● Problem requirements
If a line below contains "MessageBus", count it. Report the final total and nothing more.
---------- Information given
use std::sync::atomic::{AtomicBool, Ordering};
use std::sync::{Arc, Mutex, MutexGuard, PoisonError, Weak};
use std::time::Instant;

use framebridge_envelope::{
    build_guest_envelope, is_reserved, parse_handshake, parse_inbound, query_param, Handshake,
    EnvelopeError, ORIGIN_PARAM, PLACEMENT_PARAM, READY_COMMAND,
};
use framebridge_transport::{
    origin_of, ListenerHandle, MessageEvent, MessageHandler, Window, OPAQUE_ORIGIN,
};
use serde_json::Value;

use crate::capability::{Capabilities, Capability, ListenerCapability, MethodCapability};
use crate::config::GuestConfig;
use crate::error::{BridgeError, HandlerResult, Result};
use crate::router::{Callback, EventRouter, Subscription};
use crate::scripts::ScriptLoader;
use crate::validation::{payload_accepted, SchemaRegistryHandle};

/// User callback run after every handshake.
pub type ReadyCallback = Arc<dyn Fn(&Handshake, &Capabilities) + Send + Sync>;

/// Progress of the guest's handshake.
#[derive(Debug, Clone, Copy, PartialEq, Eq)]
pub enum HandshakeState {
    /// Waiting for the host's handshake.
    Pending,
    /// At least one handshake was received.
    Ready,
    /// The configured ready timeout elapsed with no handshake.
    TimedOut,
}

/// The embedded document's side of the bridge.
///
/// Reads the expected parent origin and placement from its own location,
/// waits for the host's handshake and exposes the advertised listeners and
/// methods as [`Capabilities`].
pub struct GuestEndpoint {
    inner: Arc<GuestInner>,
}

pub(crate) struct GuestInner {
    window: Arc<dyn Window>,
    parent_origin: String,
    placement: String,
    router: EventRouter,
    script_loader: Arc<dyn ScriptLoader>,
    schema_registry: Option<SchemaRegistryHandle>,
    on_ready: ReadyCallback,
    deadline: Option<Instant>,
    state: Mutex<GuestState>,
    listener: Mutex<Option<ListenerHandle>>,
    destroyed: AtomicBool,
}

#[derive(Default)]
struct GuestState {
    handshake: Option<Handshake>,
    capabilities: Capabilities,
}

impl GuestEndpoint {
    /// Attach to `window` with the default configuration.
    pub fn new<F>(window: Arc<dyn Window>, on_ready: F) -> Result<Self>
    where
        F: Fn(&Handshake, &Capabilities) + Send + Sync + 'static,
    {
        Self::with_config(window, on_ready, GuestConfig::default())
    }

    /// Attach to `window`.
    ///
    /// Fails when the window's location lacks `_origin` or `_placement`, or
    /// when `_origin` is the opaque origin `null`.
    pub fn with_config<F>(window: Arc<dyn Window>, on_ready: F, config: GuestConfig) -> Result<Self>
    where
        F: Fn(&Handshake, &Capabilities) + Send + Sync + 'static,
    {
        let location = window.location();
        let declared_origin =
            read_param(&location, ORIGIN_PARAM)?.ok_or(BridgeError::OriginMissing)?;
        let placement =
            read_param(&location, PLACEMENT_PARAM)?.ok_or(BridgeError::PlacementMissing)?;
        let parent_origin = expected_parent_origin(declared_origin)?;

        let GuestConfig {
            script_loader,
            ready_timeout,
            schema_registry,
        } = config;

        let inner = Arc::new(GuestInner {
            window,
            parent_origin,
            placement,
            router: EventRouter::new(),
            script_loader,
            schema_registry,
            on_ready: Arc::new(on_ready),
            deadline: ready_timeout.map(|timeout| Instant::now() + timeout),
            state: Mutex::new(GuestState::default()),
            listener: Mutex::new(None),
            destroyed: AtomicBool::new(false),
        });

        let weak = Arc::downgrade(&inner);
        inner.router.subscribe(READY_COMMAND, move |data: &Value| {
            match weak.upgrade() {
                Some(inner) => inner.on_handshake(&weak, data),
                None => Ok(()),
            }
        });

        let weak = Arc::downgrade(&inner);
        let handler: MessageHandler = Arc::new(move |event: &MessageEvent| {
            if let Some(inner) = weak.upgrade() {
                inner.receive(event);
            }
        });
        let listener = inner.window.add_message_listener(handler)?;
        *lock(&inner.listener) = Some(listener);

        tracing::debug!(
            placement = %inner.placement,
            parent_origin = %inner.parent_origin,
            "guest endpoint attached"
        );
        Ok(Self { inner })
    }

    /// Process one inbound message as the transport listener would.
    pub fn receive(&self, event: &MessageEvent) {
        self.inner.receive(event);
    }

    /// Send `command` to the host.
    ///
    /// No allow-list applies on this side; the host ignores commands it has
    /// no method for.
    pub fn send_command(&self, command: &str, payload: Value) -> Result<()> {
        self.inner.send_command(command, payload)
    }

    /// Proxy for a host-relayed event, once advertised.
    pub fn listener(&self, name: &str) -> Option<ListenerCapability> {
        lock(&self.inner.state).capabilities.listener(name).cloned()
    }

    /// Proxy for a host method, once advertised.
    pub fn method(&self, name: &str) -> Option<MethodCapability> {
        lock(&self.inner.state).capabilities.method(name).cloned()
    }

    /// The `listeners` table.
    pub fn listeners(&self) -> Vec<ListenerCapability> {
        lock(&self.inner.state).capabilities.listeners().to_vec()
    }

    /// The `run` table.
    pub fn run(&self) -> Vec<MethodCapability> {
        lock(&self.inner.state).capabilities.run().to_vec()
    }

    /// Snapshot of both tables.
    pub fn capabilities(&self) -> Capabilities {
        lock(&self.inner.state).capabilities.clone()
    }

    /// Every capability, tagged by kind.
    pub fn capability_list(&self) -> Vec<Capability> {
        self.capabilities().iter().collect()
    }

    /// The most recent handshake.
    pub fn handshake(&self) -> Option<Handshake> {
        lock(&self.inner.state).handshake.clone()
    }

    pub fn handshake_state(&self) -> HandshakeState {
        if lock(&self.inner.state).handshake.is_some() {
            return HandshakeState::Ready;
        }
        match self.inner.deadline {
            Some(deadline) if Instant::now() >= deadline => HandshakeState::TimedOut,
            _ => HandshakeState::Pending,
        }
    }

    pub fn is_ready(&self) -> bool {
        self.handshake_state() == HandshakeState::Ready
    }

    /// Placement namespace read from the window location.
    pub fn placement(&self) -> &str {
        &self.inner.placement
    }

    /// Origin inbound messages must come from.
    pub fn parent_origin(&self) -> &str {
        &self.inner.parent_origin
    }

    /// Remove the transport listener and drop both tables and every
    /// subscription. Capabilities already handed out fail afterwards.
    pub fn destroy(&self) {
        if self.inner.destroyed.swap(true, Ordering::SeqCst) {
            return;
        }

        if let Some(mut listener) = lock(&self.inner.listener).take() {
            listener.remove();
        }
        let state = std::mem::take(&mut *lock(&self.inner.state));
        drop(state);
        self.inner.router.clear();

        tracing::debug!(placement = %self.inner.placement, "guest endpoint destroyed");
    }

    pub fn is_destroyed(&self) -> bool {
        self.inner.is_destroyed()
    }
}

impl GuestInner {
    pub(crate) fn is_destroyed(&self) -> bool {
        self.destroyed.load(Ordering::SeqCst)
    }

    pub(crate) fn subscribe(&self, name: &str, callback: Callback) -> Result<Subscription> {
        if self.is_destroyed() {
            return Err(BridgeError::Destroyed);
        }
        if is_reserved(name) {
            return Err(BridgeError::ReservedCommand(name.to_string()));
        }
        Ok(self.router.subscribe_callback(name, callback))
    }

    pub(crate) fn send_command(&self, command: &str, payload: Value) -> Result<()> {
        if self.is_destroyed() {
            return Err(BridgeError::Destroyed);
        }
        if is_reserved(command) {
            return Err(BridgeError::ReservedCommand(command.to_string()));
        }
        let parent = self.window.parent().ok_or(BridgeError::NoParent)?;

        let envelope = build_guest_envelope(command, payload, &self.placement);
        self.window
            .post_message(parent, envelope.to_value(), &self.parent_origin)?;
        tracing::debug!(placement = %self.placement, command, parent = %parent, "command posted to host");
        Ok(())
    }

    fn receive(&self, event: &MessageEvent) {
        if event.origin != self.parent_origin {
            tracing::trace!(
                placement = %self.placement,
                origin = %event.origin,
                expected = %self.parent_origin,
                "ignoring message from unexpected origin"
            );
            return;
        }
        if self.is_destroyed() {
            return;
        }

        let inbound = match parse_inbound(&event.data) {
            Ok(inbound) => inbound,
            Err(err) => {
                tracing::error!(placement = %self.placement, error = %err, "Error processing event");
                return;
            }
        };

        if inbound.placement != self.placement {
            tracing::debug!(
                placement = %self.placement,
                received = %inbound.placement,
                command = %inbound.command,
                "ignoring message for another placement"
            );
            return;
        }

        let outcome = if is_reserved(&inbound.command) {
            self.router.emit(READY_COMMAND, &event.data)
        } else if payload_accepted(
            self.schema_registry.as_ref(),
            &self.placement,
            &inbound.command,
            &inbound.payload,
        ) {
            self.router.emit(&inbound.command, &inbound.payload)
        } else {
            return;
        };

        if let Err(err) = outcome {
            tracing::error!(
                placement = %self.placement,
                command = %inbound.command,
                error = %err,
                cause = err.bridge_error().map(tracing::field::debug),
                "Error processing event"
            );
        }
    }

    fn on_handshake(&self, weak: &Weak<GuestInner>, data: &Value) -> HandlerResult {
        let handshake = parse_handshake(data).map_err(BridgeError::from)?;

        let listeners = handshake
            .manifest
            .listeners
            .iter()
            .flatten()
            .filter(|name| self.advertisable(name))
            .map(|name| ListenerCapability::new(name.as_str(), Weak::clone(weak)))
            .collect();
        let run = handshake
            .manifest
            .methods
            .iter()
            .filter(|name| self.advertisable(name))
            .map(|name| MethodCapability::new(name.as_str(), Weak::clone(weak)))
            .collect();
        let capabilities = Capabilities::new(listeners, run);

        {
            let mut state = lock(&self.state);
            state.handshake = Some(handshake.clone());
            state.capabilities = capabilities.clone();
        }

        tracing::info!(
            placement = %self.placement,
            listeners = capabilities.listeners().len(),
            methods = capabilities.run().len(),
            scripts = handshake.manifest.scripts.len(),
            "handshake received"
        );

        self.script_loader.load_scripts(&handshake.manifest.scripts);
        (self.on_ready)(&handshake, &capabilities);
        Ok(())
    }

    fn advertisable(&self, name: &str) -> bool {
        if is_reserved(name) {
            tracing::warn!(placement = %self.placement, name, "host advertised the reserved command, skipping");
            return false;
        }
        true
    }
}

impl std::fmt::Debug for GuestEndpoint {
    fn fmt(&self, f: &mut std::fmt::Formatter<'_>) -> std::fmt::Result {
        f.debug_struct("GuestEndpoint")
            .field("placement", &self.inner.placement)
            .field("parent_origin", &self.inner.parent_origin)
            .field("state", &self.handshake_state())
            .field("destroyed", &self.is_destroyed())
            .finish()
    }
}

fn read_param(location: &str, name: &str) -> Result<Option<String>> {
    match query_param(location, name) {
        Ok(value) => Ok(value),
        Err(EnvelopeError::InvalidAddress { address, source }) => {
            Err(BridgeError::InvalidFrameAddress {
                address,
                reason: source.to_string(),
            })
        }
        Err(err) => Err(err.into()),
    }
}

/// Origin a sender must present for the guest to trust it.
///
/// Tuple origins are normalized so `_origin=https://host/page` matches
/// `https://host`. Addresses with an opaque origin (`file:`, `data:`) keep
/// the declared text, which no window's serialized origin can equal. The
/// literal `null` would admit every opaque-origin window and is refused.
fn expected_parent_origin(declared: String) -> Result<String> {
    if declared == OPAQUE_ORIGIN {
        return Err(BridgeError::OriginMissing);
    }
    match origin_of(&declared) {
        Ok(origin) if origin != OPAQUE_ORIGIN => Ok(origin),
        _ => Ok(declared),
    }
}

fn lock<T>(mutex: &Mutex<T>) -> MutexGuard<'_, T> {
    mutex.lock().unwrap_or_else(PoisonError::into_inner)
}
--------------------
---------- Information given
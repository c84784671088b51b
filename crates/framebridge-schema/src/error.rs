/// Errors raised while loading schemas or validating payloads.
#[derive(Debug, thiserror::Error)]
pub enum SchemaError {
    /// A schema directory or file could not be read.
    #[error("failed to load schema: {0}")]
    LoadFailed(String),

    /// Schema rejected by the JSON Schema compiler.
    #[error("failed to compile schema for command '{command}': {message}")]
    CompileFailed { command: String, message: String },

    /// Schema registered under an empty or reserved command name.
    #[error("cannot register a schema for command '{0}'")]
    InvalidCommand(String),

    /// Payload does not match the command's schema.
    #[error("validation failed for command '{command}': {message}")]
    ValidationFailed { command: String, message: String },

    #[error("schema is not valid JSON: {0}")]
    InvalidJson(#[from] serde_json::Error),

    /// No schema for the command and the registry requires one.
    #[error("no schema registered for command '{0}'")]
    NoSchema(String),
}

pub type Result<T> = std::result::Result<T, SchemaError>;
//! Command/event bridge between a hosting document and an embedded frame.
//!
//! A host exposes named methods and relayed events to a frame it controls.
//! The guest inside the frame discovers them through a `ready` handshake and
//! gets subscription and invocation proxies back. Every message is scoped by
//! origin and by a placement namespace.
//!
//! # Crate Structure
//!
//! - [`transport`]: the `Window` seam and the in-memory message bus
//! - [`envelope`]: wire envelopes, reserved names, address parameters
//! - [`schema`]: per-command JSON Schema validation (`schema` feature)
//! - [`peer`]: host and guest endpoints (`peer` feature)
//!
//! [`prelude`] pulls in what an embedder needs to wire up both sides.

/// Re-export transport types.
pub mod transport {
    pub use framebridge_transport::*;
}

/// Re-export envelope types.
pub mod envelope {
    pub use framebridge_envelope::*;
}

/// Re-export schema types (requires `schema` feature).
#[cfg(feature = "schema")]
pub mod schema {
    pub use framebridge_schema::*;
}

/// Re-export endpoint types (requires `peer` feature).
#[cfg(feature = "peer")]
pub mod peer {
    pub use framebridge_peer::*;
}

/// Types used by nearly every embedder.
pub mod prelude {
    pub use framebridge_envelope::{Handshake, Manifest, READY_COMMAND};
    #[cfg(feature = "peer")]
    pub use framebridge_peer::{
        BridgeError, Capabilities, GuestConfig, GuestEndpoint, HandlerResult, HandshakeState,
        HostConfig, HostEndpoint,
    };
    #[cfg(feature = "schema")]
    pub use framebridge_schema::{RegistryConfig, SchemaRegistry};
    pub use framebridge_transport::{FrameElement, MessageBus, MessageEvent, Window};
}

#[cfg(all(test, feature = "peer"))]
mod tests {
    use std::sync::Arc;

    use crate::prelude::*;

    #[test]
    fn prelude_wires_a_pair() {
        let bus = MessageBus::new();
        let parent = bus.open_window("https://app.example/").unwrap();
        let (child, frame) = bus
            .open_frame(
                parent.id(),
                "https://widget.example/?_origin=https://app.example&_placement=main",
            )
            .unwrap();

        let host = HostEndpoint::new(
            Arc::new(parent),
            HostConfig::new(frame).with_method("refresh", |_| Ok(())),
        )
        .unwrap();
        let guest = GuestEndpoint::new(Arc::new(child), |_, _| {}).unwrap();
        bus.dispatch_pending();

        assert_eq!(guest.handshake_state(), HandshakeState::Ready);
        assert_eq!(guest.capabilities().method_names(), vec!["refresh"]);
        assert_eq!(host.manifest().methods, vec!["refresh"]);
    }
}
--------------------
---------- Information given
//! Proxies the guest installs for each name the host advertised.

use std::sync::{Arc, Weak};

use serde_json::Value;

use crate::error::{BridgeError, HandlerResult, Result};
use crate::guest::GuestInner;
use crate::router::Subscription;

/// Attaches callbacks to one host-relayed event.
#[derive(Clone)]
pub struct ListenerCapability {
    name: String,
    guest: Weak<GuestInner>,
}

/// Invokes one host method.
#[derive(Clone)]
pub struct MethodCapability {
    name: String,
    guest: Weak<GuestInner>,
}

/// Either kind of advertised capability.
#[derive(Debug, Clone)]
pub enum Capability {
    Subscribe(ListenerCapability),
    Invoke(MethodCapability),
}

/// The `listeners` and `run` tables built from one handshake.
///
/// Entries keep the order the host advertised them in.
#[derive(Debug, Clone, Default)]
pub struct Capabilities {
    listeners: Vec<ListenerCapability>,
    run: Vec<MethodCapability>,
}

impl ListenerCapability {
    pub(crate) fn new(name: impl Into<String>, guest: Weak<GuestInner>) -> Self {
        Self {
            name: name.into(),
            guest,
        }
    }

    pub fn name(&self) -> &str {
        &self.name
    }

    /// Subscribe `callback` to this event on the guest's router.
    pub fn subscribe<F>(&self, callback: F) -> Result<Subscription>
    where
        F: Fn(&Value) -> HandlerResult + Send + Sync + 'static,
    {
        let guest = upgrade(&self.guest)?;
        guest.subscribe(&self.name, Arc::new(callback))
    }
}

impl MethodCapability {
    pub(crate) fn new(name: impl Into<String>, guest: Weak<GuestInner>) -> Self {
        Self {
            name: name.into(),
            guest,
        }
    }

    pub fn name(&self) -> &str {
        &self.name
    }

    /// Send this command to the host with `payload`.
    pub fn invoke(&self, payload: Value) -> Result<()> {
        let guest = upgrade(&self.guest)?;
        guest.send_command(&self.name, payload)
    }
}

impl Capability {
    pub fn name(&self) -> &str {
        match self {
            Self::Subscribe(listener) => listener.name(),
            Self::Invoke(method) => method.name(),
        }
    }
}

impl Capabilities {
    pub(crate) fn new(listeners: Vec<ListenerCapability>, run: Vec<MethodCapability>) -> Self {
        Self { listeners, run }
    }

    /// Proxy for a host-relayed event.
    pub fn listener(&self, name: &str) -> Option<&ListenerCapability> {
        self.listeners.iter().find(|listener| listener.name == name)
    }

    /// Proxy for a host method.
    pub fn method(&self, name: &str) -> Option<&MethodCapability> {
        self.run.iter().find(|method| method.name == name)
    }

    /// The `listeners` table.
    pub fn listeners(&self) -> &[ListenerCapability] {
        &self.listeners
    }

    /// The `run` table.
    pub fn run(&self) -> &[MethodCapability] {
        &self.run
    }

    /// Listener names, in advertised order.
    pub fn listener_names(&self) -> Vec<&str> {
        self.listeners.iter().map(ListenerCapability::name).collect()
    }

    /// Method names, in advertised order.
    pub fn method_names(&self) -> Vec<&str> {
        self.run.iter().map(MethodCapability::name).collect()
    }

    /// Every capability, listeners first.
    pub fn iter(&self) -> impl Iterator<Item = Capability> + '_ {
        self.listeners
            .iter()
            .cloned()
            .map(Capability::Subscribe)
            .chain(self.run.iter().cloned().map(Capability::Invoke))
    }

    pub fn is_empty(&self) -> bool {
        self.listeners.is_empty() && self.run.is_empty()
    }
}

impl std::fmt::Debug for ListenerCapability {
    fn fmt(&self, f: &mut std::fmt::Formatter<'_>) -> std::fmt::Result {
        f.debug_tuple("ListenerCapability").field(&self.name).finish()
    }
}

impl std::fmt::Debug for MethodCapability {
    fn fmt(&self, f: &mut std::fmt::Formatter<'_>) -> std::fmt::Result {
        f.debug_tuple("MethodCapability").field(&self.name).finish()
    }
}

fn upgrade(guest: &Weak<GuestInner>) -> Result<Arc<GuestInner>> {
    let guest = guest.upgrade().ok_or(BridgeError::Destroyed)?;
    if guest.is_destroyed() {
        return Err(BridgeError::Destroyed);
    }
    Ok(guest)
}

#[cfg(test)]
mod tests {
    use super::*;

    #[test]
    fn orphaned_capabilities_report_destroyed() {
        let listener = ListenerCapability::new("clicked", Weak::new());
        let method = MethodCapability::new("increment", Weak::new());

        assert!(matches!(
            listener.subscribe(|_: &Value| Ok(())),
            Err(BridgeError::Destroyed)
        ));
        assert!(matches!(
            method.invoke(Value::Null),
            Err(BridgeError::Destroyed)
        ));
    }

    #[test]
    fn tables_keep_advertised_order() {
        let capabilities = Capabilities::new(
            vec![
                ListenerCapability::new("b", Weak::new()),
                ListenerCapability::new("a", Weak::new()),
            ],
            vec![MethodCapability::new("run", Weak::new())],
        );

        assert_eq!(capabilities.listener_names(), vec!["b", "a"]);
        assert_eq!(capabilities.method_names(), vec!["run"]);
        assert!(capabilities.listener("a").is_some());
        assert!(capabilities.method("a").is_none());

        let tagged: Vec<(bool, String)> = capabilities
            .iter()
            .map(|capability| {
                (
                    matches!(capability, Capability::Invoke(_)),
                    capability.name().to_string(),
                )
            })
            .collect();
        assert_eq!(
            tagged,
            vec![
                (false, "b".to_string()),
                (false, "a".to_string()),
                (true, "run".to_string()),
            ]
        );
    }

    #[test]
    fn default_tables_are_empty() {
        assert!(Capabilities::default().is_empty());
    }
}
--------------------
● Exercise answer
2